(Collected data)
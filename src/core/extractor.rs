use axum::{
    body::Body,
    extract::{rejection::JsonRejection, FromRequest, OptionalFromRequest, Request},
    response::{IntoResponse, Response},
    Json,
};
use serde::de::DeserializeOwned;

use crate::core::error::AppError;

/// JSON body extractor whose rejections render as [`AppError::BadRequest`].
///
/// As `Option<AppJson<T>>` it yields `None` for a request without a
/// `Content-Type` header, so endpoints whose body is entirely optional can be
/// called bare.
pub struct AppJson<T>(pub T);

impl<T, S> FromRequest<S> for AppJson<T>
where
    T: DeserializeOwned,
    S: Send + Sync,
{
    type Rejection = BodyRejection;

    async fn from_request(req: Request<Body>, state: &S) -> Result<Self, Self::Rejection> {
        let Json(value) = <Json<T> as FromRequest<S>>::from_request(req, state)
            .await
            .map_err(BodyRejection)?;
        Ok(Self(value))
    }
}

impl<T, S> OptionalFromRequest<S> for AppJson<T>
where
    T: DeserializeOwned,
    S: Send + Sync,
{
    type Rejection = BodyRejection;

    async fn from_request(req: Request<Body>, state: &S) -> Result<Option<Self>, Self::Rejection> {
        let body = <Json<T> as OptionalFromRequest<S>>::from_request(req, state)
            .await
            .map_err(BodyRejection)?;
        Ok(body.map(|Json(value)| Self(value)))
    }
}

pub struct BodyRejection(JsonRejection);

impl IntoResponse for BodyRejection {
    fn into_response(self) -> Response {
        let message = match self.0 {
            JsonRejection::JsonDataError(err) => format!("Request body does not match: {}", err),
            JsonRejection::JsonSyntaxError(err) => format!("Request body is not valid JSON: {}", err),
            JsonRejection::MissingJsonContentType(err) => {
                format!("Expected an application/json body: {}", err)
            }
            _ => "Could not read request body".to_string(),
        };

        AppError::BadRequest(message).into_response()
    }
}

→ What you have to do: Your answer must be the lines from the first line of the entries above through the line that contains "request without a", written out exactly.

→ Result:
filename src/core/extractor.rs
use axum::{
    body::Body,
    extract::{rejection::JsonRejection, FromRequest, OptionalFromRequest, Request},
    response::{IntoResponse, Response},
    Json,
};
use serde::de::DeserializeOwned;

use crate::core::error::AppError;

/// JSON body extractor whose rejections render as [`AppError::BadRequest`].
///
/// As `Option<AppJson<T>>` it yields `None` for a request without a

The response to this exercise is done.